• **WORK ORDER**
Reproduce the section of the listing that begins at the line containing "state.banner_task = None;" and finishes at the line containing "host visibility change.". Include both end lines and nothing beyond them.

• **EXTRACTED RECORDS**
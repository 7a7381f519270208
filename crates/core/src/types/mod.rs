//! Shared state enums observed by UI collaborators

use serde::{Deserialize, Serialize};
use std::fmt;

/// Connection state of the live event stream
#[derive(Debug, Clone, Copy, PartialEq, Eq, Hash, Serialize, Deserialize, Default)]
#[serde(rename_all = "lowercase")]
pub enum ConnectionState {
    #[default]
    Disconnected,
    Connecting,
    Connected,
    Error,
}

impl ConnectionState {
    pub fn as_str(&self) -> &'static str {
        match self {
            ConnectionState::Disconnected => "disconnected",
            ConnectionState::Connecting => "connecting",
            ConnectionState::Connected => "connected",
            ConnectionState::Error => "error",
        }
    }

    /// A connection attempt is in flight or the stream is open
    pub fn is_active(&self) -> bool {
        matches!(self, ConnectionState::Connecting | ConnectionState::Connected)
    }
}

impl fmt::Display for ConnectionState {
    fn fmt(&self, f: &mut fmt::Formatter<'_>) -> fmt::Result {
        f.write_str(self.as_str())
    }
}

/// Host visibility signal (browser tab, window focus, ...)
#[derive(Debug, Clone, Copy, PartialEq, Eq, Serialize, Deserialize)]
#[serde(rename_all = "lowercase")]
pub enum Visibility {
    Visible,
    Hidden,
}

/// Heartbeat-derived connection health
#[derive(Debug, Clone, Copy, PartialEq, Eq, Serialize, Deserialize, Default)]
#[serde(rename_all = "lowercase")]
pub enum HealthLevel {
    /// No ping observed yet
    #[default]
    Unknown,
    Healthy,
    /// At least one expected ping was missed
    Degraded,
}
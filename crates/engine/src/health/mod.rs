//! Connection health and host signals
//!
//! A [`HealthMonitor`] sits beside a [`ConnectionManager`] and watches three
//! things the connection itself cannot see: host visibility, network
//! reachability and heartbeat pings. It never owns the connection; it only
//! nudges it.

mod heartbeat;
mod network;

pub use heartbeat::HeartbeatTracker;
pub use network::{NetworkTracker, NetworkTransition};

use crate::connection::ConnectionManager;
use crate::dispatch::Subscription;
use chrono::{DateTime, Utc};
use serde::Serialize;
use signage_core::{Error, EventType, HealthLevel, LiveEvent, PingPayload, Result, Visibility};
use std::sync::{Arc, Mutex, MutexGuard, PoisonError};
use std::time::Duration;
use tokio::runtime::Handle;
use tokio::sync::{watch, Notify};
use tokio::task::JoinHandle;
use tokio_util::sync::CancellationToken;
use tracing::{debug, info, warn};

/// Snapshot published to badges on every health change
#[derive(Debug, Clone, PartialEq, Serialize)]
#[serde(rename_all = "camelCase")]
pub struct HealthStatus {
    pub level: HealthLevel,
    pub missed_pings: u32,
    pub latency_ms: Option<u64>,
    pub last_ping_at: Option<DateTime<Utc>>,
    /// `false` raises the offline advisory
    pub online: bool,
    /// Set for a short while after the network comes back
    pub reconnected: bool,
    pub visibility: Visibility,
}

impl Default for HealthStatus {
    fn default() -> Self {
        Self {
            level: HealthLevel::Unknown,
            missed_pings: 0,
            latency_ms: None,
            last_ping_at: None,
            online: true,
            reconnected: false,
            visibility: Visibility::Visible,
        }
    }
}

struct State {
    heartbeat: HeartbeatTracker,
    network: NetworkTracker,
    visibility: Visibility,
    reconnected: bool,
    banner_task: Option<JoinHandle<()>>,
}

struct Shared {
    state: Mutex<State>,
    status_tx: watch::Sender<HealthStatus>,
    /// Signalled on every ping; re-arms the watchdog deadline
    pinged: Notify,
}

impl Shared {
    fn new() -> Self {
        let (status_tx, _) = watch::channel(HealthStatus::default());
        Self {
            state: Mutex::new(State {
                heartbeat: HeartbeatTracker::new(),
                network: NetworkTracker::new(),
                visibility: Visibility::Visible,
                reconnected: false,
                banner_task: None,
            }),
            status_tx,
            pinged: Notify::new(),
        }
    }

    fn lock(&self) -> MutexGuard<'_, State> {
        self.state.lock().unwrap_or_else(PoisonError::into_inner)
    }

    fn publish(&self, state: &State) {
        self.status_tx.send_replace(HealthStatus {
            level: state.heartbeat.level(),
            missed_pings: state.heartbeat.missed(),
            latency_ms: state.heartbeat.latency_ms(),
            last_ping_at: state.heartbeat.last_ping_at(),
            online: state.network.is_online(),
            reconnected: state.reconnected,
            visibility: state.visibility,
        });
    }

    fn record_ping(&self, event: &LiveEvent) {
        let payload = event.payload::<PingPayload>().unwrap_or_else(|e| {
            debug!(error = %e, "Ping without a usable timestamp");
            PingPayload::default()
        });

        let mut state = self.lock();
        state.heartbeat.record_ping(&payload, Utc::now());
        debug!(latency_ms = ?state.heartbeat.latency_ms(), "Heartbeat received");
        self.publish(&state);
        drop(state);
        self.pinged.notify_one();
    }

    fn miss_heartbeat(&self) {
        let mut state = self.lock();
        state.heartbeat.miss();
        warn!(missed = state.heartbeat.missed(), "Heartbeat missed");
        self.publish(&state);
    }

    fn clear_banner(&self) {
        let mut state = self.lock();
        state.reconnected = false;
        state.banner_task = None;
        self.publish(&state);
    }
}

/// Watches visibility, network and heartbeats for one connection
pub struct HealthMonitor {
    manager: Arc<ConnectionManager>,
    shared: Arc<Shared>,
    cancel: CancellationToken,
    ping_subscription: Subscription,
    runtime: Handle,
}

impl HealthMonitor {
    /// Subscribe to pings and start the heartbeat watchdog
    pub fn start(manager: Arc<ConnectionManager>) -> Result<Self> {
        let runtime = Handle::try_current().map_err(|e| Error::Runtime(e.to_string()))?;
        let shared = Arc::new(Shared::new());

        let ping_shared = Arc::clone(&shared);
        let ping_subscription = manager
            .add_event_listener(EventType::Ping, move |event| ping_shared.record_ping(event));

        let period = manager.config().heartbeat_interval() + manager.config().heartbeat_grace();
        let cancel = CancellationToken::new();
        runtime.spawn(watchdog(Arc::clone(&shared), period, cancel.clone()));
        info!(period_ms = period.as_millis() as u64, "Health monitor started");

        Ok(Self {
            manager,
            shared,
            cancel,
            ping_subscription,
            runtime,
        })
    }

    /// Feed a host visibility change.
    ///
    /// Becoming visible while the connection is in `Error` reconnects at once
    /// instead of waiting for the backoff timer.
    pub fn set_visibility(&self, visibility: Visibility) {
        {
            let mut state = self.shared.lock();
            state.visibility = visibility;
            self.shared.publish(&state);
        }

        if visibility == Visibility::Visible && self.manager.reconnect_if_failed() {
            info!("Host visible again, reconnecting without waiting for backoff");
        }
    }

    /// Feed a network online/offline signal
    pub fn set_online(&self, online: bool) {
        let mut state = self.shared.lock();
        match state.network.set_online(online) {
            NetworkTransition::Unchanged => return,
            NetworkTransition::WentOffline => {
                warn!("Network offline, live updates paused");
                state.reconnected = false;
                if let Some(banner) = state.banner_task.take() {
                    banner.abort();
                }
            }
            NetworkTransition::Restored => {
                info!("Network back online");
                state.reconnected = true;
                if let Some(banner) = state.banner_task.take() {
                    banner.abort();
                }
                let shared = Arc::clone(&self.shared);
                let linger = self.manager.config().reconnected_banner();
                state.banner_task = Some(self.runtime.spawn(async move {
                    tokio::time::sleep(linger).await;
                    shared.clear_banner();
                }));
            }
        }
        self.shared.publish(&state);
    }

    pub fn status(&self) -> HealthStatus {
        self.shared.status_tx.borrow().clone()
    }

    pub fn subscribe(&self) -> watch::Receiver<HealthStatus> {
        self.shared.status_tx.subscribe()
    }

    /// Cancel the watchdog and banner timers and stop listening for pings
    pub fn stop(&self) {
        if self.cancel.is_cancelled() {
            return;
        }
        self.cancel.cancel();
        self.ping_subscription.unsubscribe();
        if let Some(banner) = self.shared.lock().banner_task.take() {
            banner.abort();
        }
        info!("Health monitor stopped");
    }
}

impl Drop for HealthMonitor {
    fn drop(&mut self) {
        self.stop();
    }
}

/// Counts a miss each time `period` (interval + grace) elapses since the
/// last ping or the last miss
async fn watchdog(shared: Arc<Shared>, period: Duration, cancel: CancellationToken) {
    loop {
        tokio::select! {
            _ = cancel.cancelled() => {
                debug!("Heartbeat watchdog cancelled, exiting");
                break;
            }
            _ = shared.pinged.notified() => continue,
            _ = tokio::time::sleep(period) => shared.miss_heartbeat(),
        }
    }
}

• **SOLUTION FOR THIS TASK**
        state.banner_task = None;
        self.publish(&state);
    }
}

/// Watches visibility, network and heartbeats for one connection
pub struct HealthMonitor {
    manager: Arc<ConnectionManager>,
    shared: Arc<Shared>,
    cancel: CancellationToken,
    ping_subscription: Subscription,
    runtime: Handle,
}

impl HealthMonitor {
    /// Subscribe to pings and start the heartbeat watchdog
    pub fn start(manager: Arc<ConnectionManager>) -> Result<Self> {
        let runtime = Handle::try_current().map_err(|e| Error::Runtime(e.to_string()))?;
        let shared = Arc::new(Shared::new());

        let ping_shared = Arc::clone(&shared);
        let ping_subscription = manager
            .add_event_listener(EventType::Ping, move |event| ping_shared.record_ping(event));

        let period = manager.config().heartbeat_interval() + manager.config().heartbeat_grace();
        let cancel = CancellationToken::new();
        runtime.spawn(watchdog(Arc::clone(&shared), period, cancel.clone()));
        info!(period_ms = period.as_millis() as u64, "Health monitor started");

        Ok(Self {
            manager,
            shared,
            cancel,
            ping_subscription,
            runtime,
        })
    }

    /// Feed a host visibility change.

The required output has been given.